農薬:防除学習帖
トマトの防除暦14【防除学習帖】第148回2022年4月29日
現在、本稿ではトマトを題材に防除暦の作成に取り組んでいる。病害虫雑草は、地域やほ場単位で発生する種類、程度、時期等が異なっていることを考慮し、できるだけ共通する病害虫や問題病害虫を、栽培開始から発生する順に取り上げながら、活用できる防除法や利用する場合の留意点を紹介している。
現在、定植以降発生する病害虫の防除についてひも解いていており、今回は、アザミウマ類の防除を紹介する。
1.トマトに発生するアザミウマ類と生態
トマトに発生するアザミウマ類は以下のとおりで、いずれも微小で見つけにくく、繁殖力が旺盛で短い期間で多くの世代を繰り返す。加えて、いずれもTSWV(トマト黄化病ウイルス)を媒介するので、発生前から予防的に防除することが望ましい害虫である。
2.防除法
(1)耕種的防除
アザミウマは増殖が速いため、発見したらできるだけ早く駆除する必要がある。
農薬による予防防除が基本になるが、以下に示す耕種的防除を組み合わせるとより効果的である。
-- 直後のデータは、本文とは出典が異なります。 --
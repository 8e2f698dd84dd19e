use alloc::format;
use alloc::string::String;
use alloc::vec::Vec;

use vc_token::{TokenKind, TokenSink, TokenStream};

use crate::codec::{
    CodecKind, DecodeContext, Decoder, EncodeContext, Encoder, KeyDecoder, KeyEncoder, LinkedCodec,
    ValueWriter, decode_nullable,
};
use crate::config::{DecodeFeatures, EncodeFeatures};
use crate::error::BindError;
use crate::provider::Provider;
use crate::types::TypeDescriptor;
use crate::value::Value;

fn element_of(ty: &TypeDescriptor) -> TypeDescriptor {
    ty.element().cloned().unwrap_or_else(TypeDescriptor::any)
}

fn mismatch(ty: &TypeDescriptor, value: &Value) -> BindError {
    BindError::conversion(ty, format!("cannot write a {} value", value.variant_name()))
}

// -----------------------------------------------------------------------------
// Lists

/// Decoder of lists, sets and arrays.
///
/// With `ACCEPT_SINGLE_VALUE_AS_ARRAY`, a lone value decodes as a
/// one-element list.
#[derive(Debug)]
pub struct ListDecoder {
    descriptor: TypeDescriptor,
    element: LinkedCodec<dyn Decoder>,
}

impl ListDecoder {
    pub fn new(descriptor: TypeDescriptor) -> Self {
        let element = LinkedCodec::new(element_of(&descriptor));
        Self {
            descriptor,
            element,
        }
    }

    fn decode_elements(
        &self,
        stream: &mut dyn TokenStream,
        ctx: &DecodeContext<'_>,
    ) -> Result<Value, BindError> {
        let element = self.element.get(ctx.provider())?;
        let mut items = Vec::new();
        loop {
            if stream.expect_next()? == TokenKind::EndArray {
                break;
            }
            let index = items.len();
            let item = decode_nullable(&*element, stream, ctx).map_err(|err| err.with_index(index))?;
            items.push(item);
        }
        Ok(Value::List(items))
    }
}

impl Decoder for ListDecoder {
    #[inline]
    fn descriptor(&self) -> &TypeDescriptor {
        &self.descriptor
    }

    #[inline]
    fn kind(&self) -> CodecKind {
        CodecKind::Container
    }

    fn decode(
        &self,
        stream: &mut dyn TokenStream,
        ctx: &DecodeContext<'_>,
    ) -> Result<Value, BindError> {
        match stream.current_token() {
            Some(TokenKind::StartArray) => self.decode_elements(stream, ctx),
            Some(kind)
                if !kind.is_struct_end()
                    && kind != TokenKind::FieldName
                    && ctx.is_enabled(DecodeFeatures::ACCEPT_SINGLE_VALUE_AS_ARRAY) =>
            {
                let element = self.element.get(ctx.provider())?;
                let item = decode_nullable(&*element, stream, ctx).map_err(|err| err.with_index(0))?;
                Ok(Value::List(alloc::vec![item]))
            }
            found => Err(BindError::unexpected_token(&self.descriptor, "array", found)),
        }
    }

    #[inline]
    fn link(&self, provider: &Provider) -> Result<(), BindError> {
        self.element.link(provider)
    }
}

/// Encoder of lists, sets and arrays.
#[derive(Debug)]
pub struct ListEncoder {
    descriptor: TypeDescriptor,
    element: ValueWriter,
}

impl ListEncoder {
    pub fn new(descriptor: TypeDescriptor) -> Self {
        let element = ValueWriter::for_type(element_of(&descriptor));
        Self {
            descriptor,
            element,
        }
    }
}

impl Encoder for ListEncoder {
    #[inline]
    fn descriptor(&self) -> &TypeDescriptor {
        &self.descriptor
    }

    #[inline]
    fn kind(&self) -> CodecKind {
        CodecKind::Container
    }

    fn encode(
        &self,
        value: &Value,
        sink: &mut dyn TokenSink,
        ctx: &EncodeContext<'_>,
    ) -> Result<(), BindError> {
        let Value::List(items) = value else {
            return Err(mismatch(&self.descriptor, value));
        };
        sink.write_start_array()?;
        for (index, item) in items.iter().enumerate() {
            self.element
                .write(item, sink, ctx)
                .map_err(|err| err.with_index(index))?;
        }
        sink.write_end_array()?;
        Ok(())
    }

    #[inline]
    fn link(&self, provider: &Provider) -> Result<(), BindError> {
        self.element.link(provider)
    }
}

// -----------------------------------------------------------------------------
// Maps

/// Decoder of maps, read from objects.
#[derive(Debug)]
pub struct MapDecoder {
    descriptor: TypeDescriptor,
    key: KeyDecoder,
    value: LinkedCodec<dyn Decoder>,
}

impl MapDecoder {
    pub fn new(descriptor: TypeDescriptor) -> Result<Self, BindError> {
        let key_ty = descriptor.key().cloned().unwrap_or_else(TypeDescriptor::any);
        let value_ty = descriptor.value().cloned().unwrap_or_else(TypeDescriptor::any);
        Ok(Self {
            key: KeyDecoder::for_type(&descriptor, &key_ty)?,
            value: LinkedCodec::new(value_ty),
            descriptor,
        })
    }
}

impl Decoder for MapDecoder {
    #[inline]
    fn descriptor(&self) -> &TypeDescriptor {
        &self.descriptor
    }

    #[inline]
    fn kind(&self) -> CodecKind {
        CodecKind::Container
    }

    fn decode(
        &self,
        stream: &mut dyn TokenStream,
        ctx: &DecodeContext<'_>,
    ) -> Result<Value, BindError> {
        if stream.current_token() != Some(TokenKind::StartObject) {
            return Err(BindError::unexpected_token(
                &self.descriptor,
                "object",
                stream.current_token(),
            ));
        }
        let decoder = self.value.get(ctx.provider())?;
        let mut entries = Vec::new();
        loop {
            match stream.expect_next()? {
                TokenKind::EndObject => break,
                TokenKind::FieldName => {}
                found => {
                    return Err(BindError::unexpected_token(
                        &self.descriptor,
                        "field name",
                        Some(found),
                    ));
                }
            }
            let name: String = stream.text_owned()?;
            let key = self.key.decode(&name, ctx).map_err(|err| err.with_key(&name))?;
            stream.expect_next()?;
            let value = decode_nullable(&*decoder, stream, ctx).map_err(|err| err.with_key(&name))?;
            entries.push((key, value));
        }
        Ok(Value::Map(entries))
    }

    fn link(&self, provider: &Provider) -> Result<(), BindError> {
        self.key.link(provider)?;
        self.value.link(provider)
    }
}

/// Encoder of maps, written as objects.
///
/// Entries with a `null` value are dropped unless `WRITE_NULL_MAP_VALUES`
/// is set; `ORDER_MAP_ENTRIES_BY_KEYS` sorts entries by their rendered key.
#[derive(Debug)]
pub struct MapEncoder {
    descriptor: TypeDescriptor,
    key: KeyEncoder,
    value: ValueWriter,
}

impl MapEncoder {
    pub fn new(descriptor: TypeDescriptor) -> Self {
        let value_ty = descriptor.value().cloned().unwrap_or_else(TypeDescriptor::any);
        Self {
            key: KeyEncoder::new(descriptor.clone()),
            value: ValueWriter::for_type(value_ty),
            descriptor,
        }
    }
}

/// Writes map entries as an object.
pub(crate) fn write_entries(
    entries: &[(Value, Value)],
    key: &KeyEncoder,
    sink: &mut dyn TokenSink,
    ctx: &EncodeContext<'_>,
    mut write_value: impl FnMut(&Value, &mut dyn TokenSink) -> Result<(), BindError>,
) -> Result<(), BindError> {
    let write_nulls = ctx.is_enabled(EncodeFeatures::WRITE_NULL_MAP_VALUES);
    let mut rendered = Vec::with_capacity(entries.len());
    for (k, v) in entries {
        if v.is_null() && !write_nulls {
            continue;
        }
        rendered.push((key.encode(k, ctx)?, v));
    }
    if ctx.is_enabled(EncodeFeatures::ORDER_MAP_ENTRIES_BY_KEYS) {
        rendered.sort_by(|a, b| a.0.cmp(&b.0));
    }

    sink.write_start_object()?;
    for (name, value) in rendered {
        sink.write_field_name(&name)?;
        write_value(value, &mut *sink).map_err(|err| err.with_key(&name))?;
    }
    sink.write_end_object()?;
    Ok(())
}

impl Encoder for MapEncoder {
    #[inline]
    fn descriptor(&self) -> &TypeDescriptor {
        &self.descriptor
    }

    #[inline]
    fn kind(&self) -> CodecKind {
        CodecKind::Container
    }

    fn encode(
        &self,
        value: &Value,
        sink: &mut dyn TokenSink,
        ctx: &EncodeContext<'_>,
    ) -> Result<(), BindError> {
        let Value::Map(entries) = value else {
            return Err(mismatch(&self.descriptor, value));
        };
        write_entries(entries, &self.key, sink, ctx, |value, sink| {
            self.value.write(value, sink, ctx)
        })
    }

    #[inline]
    fn link(&self, provider: &Provider) -> Result<(), BindError> {
        self.value.link(provider)
    }
}

// -----------------------------------------------------------------------------
// Optionals

/// Decoder of `Option<T>`: `null` is `None`, anything else is `T`.
#[derive(Debug)]
pub struct OptionalDecoder {
    descriptor: TypeDescriptor,
    inner: LinkedCodec<dyn Decoder>,
}

impl OptionalDecoder {
    pub fn new(descriptor: TypeDescriptor) -> Self {
        let inner = LinkedCodec::new(element_of(&descriptor));
        Self { descriptor, inner }
    }
}

impl Decoder for OptionalDecoder {
    #[inline]
    fn descriptor(&self) -> &TypeDescriptor {
        &self.descriptor
    }

    #[inline]
    fn kind(&self) -> CodecKind {
        CodecKind::Container
    }

    #[inline]
    fn decode(
        &self,
        stream: &mut dyn TokenStream,
        ctx: &DecodeContext<'_>,
    ) -> Result<Value, BindError> {
        self.inner.get(ctx.provider())?.decode(stream, ctx)
    }

    #[inline]
    fn link(&self, provider: &Provider) -> Result<(), BindError> {
        self.inner.link(provider)
    }
}

/// Encoder of `Option<T>`.
#[derive(Debug)]
pub struct OptionalEncoder {
    descriptor: TypeDescriptor,
    inner: ValueWriter,
}

impl OptionalEncoder {
    pub fn new(descriptor: TypeDescriptor) -> Self {
        let inner = ValueWriter::for_type(element_of(&descriptor));
        Self { descriptor, inner }
    }
}

impl Encoder for OptionalEncoder {
    #[inline]
    fn descriptor(&self) -> &TypeDescriptor {
        &self.descriptor
    }

    #[inline]
    fn kind(&self) -> CodecKind {
        CodecKind::Container
    }

    #[inline]
    fn encode(
        &self,
        value: &Value,
        sink: &mut dyn TokenSink,
        ctx: &EncodeContext<'_>,
    ) -> Result<(), BindError> {
        self.inner.write(value, sink, ctx)
    }

    #[inline]
    fn link(&self, provider: &Provider) -> Result<(), BindError> {
        self.inner.link(provider)
    }
}

// -----------------------------------------------------------------------------
// Tests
ア.施設の側窓や出入り口に0.4mm目以下の防虫ネットを張る。
アザミウマの侵入を防ぐためにハウスの開口部を防虫ネットで塞ぐようにする。ただし、目が細かいと換気機能が低下するので、施設内の温度上昇には十分に注意する。また、アザミウマは、一旦ハウス周辺の雑草で増殖した後に侵入してくるので、ほ場周辺の雑草はきれいに除草しておくとアザミウマの密度を下げる効果がある。また、収穫後の作物残渣などが残っているとそれが発生源になることがあるので、前作の残渣はできるだけきれいに取り除く。
イ.紫外線除去フィルムの使用
アザミウマ類は、紫外線除去フィルム下では発生密度が低下することが知られているので活用する。ただし、ナスでは同フィルムの使用により着色不良を起こすので注意が必要である。
ウ.寒冷紗
寒冷紗で被覆すると侵入阻止効果があるので、利用が可能な場合は活用する。
エ.色の利用
アザミウマ類は、青色に誘引される性質があるので、青色の粘着シートを使用することで捕殺効果が期待できる(ただし発生初期)。
(2)薬剤防除
アザアミウマ類に効果のある有効成分および作物別登録農薬一覧は別紙のとおり。
アザミウマ類は、増殖が速いので、一旦発生すると急速に被害が大きくなる。このため、発生初期での徹底防除が重要であり、できれば、耕種的防除と組み合わせ、発生前からの定期的薬剤散布を行うようにする。
薬剤は、育苗期後半に苗箱灌注処理剤を使用して本圃への持ち込みを防ぐとともに、定植前か定植時の株元粒剤散布によって生育期前半の防除を確実に行い、密度を徹底して低下させると良い。
茎葉散布では、アザミウマの違いによって薬剤の効果が異なるので発生しているアザミウマが何かによって戦略が異なる。
ミナミキイロアザミウマは、薬剤に対して強いので、散布ムラが無いように丁寧に、発生盛期には、1週間間隔で2~3回繰り返し散布する。
ネギアザミウマは、発生が多くなると効果が劣るので、発生初期を逃さず丁寧に散布する。
ミカンキイロアザミウマは、ネオニコチノイド系の薬剤の効果が低いのでマクロライド系など他の系統の薬剤を使用する。
ヒラズハナアザミウマは、どの登録農薬もよく効くが、薬剤がかかりにくい花の奥深くに潜んでいるので、浸透移行のある薬剤を開花期に丁寧に散布するとよい。
また、アザミウマ類も薬剤抵抗性の発達が早く、既に多くの害虫に抵抗性の発達事例があるので、抵抗性の発達状況は使用する前に指導機関等に確認するようにしてほしい。優れた農薬を長く使用できるようにするためにも、系統の異なる薬剤をローテーションで使用するなど、抵抗性発達対策を確実に行ってほしい。